The Trump administration’s budget has gotten a frenzy of attention for the programs it would cut, from Medicaid and food stamps to public broadcasting and arts subsidies. What is more noteworthy is what it leaves alone — the programs that are mostly responsible for the huge and ever-growing federal budget.
If you want to bring spending and deficits under control, you have to find savings in the two biggest and most popular domestic programs: Social Security and Medicare. They account for nearly 40 percent of all spending, and they are among the fastest-growing items in the federal budget.
Let them keep growing, and other measures don’t make much nearly as much difference as you might think. By 2027, the annual savings from all of Donald Trump’s proposed cuts in nondefense discretionary programs “would merely finance 33 days of Social Security and Medicare spending,” says budget analyst Brian Riedl of the conservative Manhattan Institute.
So actually, the time to make changes in these programs is not now. It was years ago. Everyone knew that the inevitable retirement of the baby boom generation, which began in 2008, would place unprecedented strains on these programs. Had modest reforms been adopted earlier, federal obligations would be significantly smaller than they have become.
But in the 1990s, when the government was flush with cash, and in the early 2000s, when there were two wars to finance, it was easy to put off dealing with this problem until later. Well, it’s later, and the taxpayers of 2017 are stuck with the results of decisions made — or not made — back then.
And it turns out the current president is no gutsier than the last. Five days before he took office in 2009, President-elect Barack Obama memorably pledged to the Washington Post Editorial Board that he would act to reform Medicare, which he called “unsustainable,” and Social Security: “We have to signal seriousness in this by making sure some of the hard decisions are made under my watch, not someone else’s. … You have to have a president who is willing to spend some political capital on this. And I intend to spend some.”

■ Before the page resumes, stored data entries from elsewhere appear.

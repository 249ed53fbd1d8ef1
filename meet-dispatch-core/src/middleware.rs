//! Ordered interceptors around the reducer pass

use std::fmt;

use crate::error::DispatchError;
use crate::state::StateTree;
use crate::store::{DispatchOutcome, Store};
use crate::Action;

/// What a middleware decided in its `before` step.
#[derive(Debug, Clone, PartialEq)]
pub enum Flow<A> {
    /// Hand the action to the next middleware unchanged.
    Continue,
    /// Hand a different action to the next middleware.
    Replace(A),
    /// Drop the action: no later middleware, no reducers, no notification.
    Swallow,
}

impl<A> Flow<A> {
    /// Returns true if the action was dropped.
    #[inline]
    pub fn is_swallow(&self) -> bool {
        matches!(self, Self::Swallow)
    }
}

/// Result of a dispatch as seen by `after` hooks.
#[derive(Debug, Clone, Copy)]
pub struct Reduction<'a> {
    previous: &'a StateTree,
    outcome: &'a DispatchOutcome,
}

impl<'a> Reduction<'a> {
    pub(crate) fn new(previous: &'a StateTree, outcome: &'a DispatchOutcome) -> Self {
        Self { previous, outcome }
    }

    /// State tree as it was before reducers ran
    pub fn previous(&self) -> &'a StateTree {
        self.previous
    }

    /// How the dispatch ended
    pub fn outcome(&self) -> &'a DispatchOutcome {
        self.outcome
    }

    /// Whether the named slice got a new reference
    pub fn changed(&self, slice: &str) -> bool {
        self.outcome.changed().contains(&slice)
    }

    /// Whether a later middleware swallowed the action
    pub fn is_swallowed(&self) -> bool {
        self.outcome.is_swallowed()
    }
}

/// Interceptor taking part in every dispatch.
///
/// `before` hooks run in registration order, `after` hooks in reverse order
/// and only for middlewares whose `before` did not swallow. Both receive the
/// store, so a middleware can read state, dispatch other actions
/// synchronously, or [`enqueue`](Store::enqueue) follow-ups that re-enter the
/// chain from the start.
///
/// Middlewares are shared by reference; use `Cell`/`RefCell` for mutable
/// bookkeeping.
pub trait Middleware<A: Action> {
    /// Name used in errors and logs
    fn name(&self) -> &'static str;

    /// Called before the reducers
    fn before(&self, _store: &Store<A>, _action: &A) -> Result<Flow<A>, DispatchError> {
        Ok(Flow::Continue)
    }

    /// Called after the reducers with the action that reached them
    fn after(
        &self,
        _store: &Store<A>,
        _action: &A,
        _reduction: Reduction<'_>,
    ) -> Result<(), DispatchError> {
        Ok(())
    }
}

/// Ordered list of middlewares; first registered runs outermost.
pub struct MiddlewareChain<A: Action> {
    middlewares: Vec<Box<dyn Middleware<A>>>,
}

impl<A: Action> fmt::Debug for MiddlewareChain<A> {
    fn fmt(&self, f: &mut fmt::Formatter<'_>) -> fmt::Result {
        f.debug_struct("MiddlewareChain")
            .field(
                "middlewares",
                &self.middlewares.iter().map(|m| m.name()).collect::<Vec<_>>(),
            )
            .finish()
    }
}

impl<A: Action> Default for MiddlewareChain<A> {
    fn default() -> Self {
        Self::new()
    }
}

impl<A: Action> MiddlewareChain<A> {
    /// Create an empty chain
    pub fn new() -> Self {
        Self {
            middlewares: Vec::new(),
        }
    }

    /// Append a middleware to the chain
    pub fn register<M: Middleware<A> + 'static>(&mut self, middleware: M) -> &mut Self {
        tracing::trace!(middleware = middleware.name(), "middleware registered");
        self.middlewares.push(Box::new(middleware));
        self
    }

    /// Number of registered middlewares
    pub fn len(&self) -> usize {
        self.middlewares.len()
    }

    /// Whether the chain is empty
    pub fn is_empty(&self) -> bool {
        self.middlewares.is_empty()
    }

    /// Middlewares in registration order
    pub fn iter(&self) -> impl DoubleEndedIterator<Item = &dyn Middleware<A>> {
        self.middlewares.iter().map(|m| m.as_ref())
    }

    pub(crate) fn get(&self, idx: usize) -> Option<&dyn Middleware<A>> {
        self.middlewares.get(idx).map(|m| m.as_ref())
    }
}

In eight years, he never did. And Candidate Donald Trump gave every indication that he would be every bit as irresponsible. His proposed budget for the next fiscal year suggests that, whatever his difficulty with absolute truth in other contexts, in this act of negligence he’s good for his word.
While there isn’t much that can be done to trim outlays immediately without betraying commitments to today’s retirees, there are steps that could be taken that would put their budgets on a more sustainable path.
The most obvious option for Social Security is changing the formula for annual cost-of-living adjustments (which many experts say overcompensates for the effects of inflation) and eliminating the cost-of-living adjustment for high-income retirees. Those changes would reap considerable savings while protecting the buying power of the beneficiaries who most depend on Social Security. Those tweaks also would give young Americans some hope that they, too, someday can collect from a program that, since 2010, has been spending more money than it takes in.
Medicare is a more complicated challenge. The good news last year from the program’s trustees was that “per-enrollee Medicare spending growth has been low, averaging 1.4 percent over the last five years, slower than GDP per capita (2.9 percent) and overall health expenditures per capita (3.4 percent).”
That provides a bit of breathing room. More important, it suggests that meaningful economies can be achieved without inflicting hardship on seniors. The Committee for a Responsible Federal Budget has assembled a package of reforms intended to improve incentives and boost efficiency. If they work as hoped, they would not only reduce expenditures but yield better care.
It would have been easier to tackle these problems before things got so bad. But guess what: It’s a lot easier to do it today than it will be tomorrow.